DESCRIPTION OF THE TASK: The lines from the start of the records through the one containing "pub const PREVIOUS_LABEL: &str" are to be restated word for word; please include both ends.

<<<<

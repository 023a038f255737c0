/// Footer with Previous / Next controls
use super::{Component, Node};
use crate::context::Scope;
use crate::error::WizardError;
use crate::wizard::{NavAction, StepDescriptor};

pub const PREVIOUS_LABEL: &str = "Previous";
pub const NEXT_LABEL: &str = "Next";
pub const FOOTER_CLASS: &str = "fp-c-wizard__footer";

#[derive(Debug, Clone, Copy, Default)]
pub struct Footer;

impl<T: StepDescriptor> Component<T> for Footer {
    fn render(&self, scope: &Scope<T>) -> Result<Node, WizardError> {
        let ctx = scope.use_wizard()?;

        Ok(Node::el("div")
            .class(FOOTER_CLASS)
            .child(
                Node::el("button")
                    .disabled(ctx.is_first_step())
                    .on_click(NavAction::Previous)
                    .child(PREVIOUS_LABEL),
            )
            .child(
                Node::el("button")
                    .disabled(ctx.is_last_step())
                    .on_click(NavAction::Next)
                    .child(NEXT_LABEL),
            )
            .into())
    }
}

>>>>

RESULT BELOW:
repository 023a038f255737c0
/// Footer with Previous / Next controls
use super::{Component, Node};
use crate::context::Scope;
use crate::error::WizardError;
use crate::wizard::{NavAction, StepDescriptor};

pub const PREVIOUS_LABEL: &str = "Previous";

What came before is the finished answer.